Hunt through the entries for the word "first" and copy each line in which it appears.

(Records from a collection)
Segment Open

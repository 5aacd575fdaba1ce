//! # Wi-Fi QR Cards
//!
//! Renders a Wi-Fi join code sized for burning onto a credit-card blank.
//!
//! ## Card Geometry
//!
//! ```text
//! card stock  85.6 mm = 1712 px
//! burn area   75.0 mm × 54.0 mm = 1500 × 1080 px
//! offset      (1712 - 1500) / 2 = 106 px to the right
//! ```
//!
//! The QR uses error correction level H so a slightly charred module still
//! scans. Modules are scaled by an integer factor, so edges stay crisp
//! through the threshold step.

use std::fmt;
use std::str::FromStr;

use image::{GrayImage, Luma};
use qrcode::{EcLevel, QrCode};

use crate::error::RenderError;

pub const CARD_WIDTH: u32 = 1500;
pub const CARD_HEIGHT: u32 = 1080;
pub const CARD_STOCK_WIDTH: u32 = 1712;
pub const OFFSET_RIGHT: u32 = (CARD_STOCK_WIDTH - CARD_WIDTH) / 2;

/// 3 mm margin top and bottom
const MIN_MARGIN: u32 = 60;

/// Light modules around the code
const QUIET_ZONE: u32 = 2;

#[derive(Debug, Clone, Copy, PartialEq, Eq, Default)]
pub enum WifiSecurity {
    #[default]
    Wpa,
    Wep,
    Open,
}

impl WifiSecurity {
    pub fn as_str(self) -> &'static str {
        match self {
            WifiSecurity::Wpa => "WPA",
            WifiSecurity::Wep => "WEP",
            WifiSecurity::Open => "nopass",
        }
    }
}

impl fmt::Display for WifiSecurity {
    fn fmt(&self, f: &mut fmt::Formatter<'_>) -> fmt::Result {
        f.write_str(self.as_str())
    }
}

impl FromStr for WifiSecurity {
    type Err = String;

    fn from_str(s: &str) -> Result<Self, Self::Err> {
        match s.trim().to_uppercase().as_str() {
            "WPA" | "WPA2" | "WPA3" => Ok(WifiSecurity::Wpa),
            "WEP" => Ok(WifiSecurity::Wep),
            "" | "NONE" | "NOPASS" | "OPEN" => Ok(WifiSecurity::Open),
            other => Err(format!("unknown security '{other}' (expected WPA, WEP or none)")),
        }
    }
}

/// Credentials for one card.
#[derive(Debug, Clone, PartialEq, Eq)]
pub struct WifiCard {
    pub ssid: String,
    pub password: String,
    pub security: WifiSecurity,
}

impl WifiCard {
    pub fn new(ssid: impl Into<String>, password: impl Into<String>) -> Self {
        Self {
            ssid: ssid.into(),
            password: password.into(),
            security: WifiSecurity::default(),
        }
    }

    pub fn with_security(mut self, security: WifiSecurity) -> Self {
        self.security = security;
        self
    }

    /// The `WIFI:` URI encoded in the code.
    ///
    /// ```
    /// use wainlux::render::qr::WifiCard;
    ///
    /// let card = WifiCard::new("home", "secret");
    /// assert_eq!(card.payload(), "WIFI:T:WPA;S:home;P:secret;H:false;;");
    /// ```
    pub fn payload(&self) -> String {
        format!(
            "WIFI:T:{};S:{};P:{};H:false;;",
            self.security,
            escape(&self.ssid),
            escape(&self.password)
        )
    }

    /// Render the card image: white background, black modules.
    pub fn render(&self) -> Result<GrayImage, RenderError> {
        if self.ssid.trim().is_empty() {
            return Err(RenderError::EmptySsid);
        }

        let code = QrCode::with_error_correction_level(self.payload(), EcLevel::H)
            .map_err(|e| RenderError::Qr(e.to_string()))?;

        let modules = code.width() as u32 + 2 * QUIET_ZONE;
        let available = (CARD_WIDTH - 40 - OFFSET_RIGHT).min(CARD_HEIGHT - 2 * MIN_MARGIN);
        let cell = available / modules;
        if cell == 0 {
            return Err(RenderError::QrTooLarge { available });
        }

        let size = cell * modules;
        let left = (CARD_WIDTH - size) / 2 + OFFSET_RIGHT;
        let top = (CARD_HEIGHT - size) / 2;
        let width = code.width();

        log::debug!(
            "QR {}x{} modules at {} px/module, origin ({}, {})",
            width,
            width,
            cell,
            left,
            top
        );

        Ok(GrayImage::from_fn(CARD_WIDTH, CARD_HEIGHT, |x, y| {
            if x < left || y < top || x >= left + size || y >= top + size {
                return Luma([255]);
            }
            let qx = ((x - left) / cell) as i64 - QUIET_ZONE as i64;
            let qy = ((y - top) / cell) as i64 - QUIET_ZONE as i64;
            let inside = (0..width as i64).contains(&qx) && (0..width as i64).contains(&qy);
            if inside && code[(qx as usize, qy as usize)] == qrcode::Color::Dark {
                Luma([0])
            } else {
                Luma([255])
            }
        }))
    }
}

/// Backslash-escape the characters the `WIFI:` grammar reserves.
fn escape(value: &str) -> String {
    let mut out = String::with_capacity(value.len());
    for c in value.chars() {
        if matches!(c, '\\' | ';' | ',' | ':' | '"') {
            out.push('\\');
        }
        out.push(c);
    }
    out
}

/// Convenience wrapper over [`WifiCard::render`].
pub fn render_wifi_qr(
    ssid: &str,
    password: &str,
    security: WifiSecurity,
) -> Result<GrayImage, RenderError> {
    WifiCard::new(ssid, password)
        .with_security(security)
        .render()
}

#[cfg(test)]
mod tests {
    use super::*;

    #[test]
    fn test_offset() {
        assert_eq!(OFFSET_RIGHT, 106);
    }

    #[test]
    fn test_payload_escaping() {
        let card = WifiCard::new("my;net", r"pa:ss\word").with_security(WifiSecurity::Wep);
        assert_eq!(card.payload(), r"WIFI:T:WEP;S:my\;net;P:pa\:ss\\word;H:false;;");
    }

    #[test]
    fn test_security_parse() {
        assert_eq!("wpa2".parse::<WifiSecurity>(), Ok(WifiSecurity::Wpa));
        assert_eq!("none".parse::<WifiSecurity>(), Ok(WifiSecurity::Open));
        assert!("wpa9".parse::<WifiSecurity>().is_err());
    }

    #[test]
    fn test_empty_ssid_rejected() {
        assert_eq!(
            render_wifi_qr(" ", "x", WifiSecurity::Wpa).unwrap_err(),
            RenderError::EmptySsid
        );
    }

    #[test]
    fn test_card_layout() {
        let img = render_wifi_qr("workshop", "laser-k6", WifiSecurity::Wpa).unwrap();
        assert_eq!(img.dimensions(), (CARD_WIDTH, CARD_HEIGHT));

        let dark_columns: Vec<u32> = (0..CARD_WIDTH)
            .filter(|&x| (0..CARD_HEIGHT).any(|y| img.get_pixel(x, y)[0] == 0))
            .collect();
        let first = dark_columns[0];
        let last = dark_columns[dark_columns.len() - 1];
        // Shifted right of the card's own center
        assert!((first + last) / 2 > CARD_WIDTH / 2);
        assert!(last < CARD_WIDTH);
        // Top margin honored
        assert!((0..MIN_MARGIN).all(|y| (0..CARD_WIDTH).all(|x| img.get_pixel(x, y)[0] == 255)));
    }
}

Segment Closed

**Response area:**
        let first = dark_columns[0];
        assert!((first + last) / 2 > CARD_WIDTH / 2);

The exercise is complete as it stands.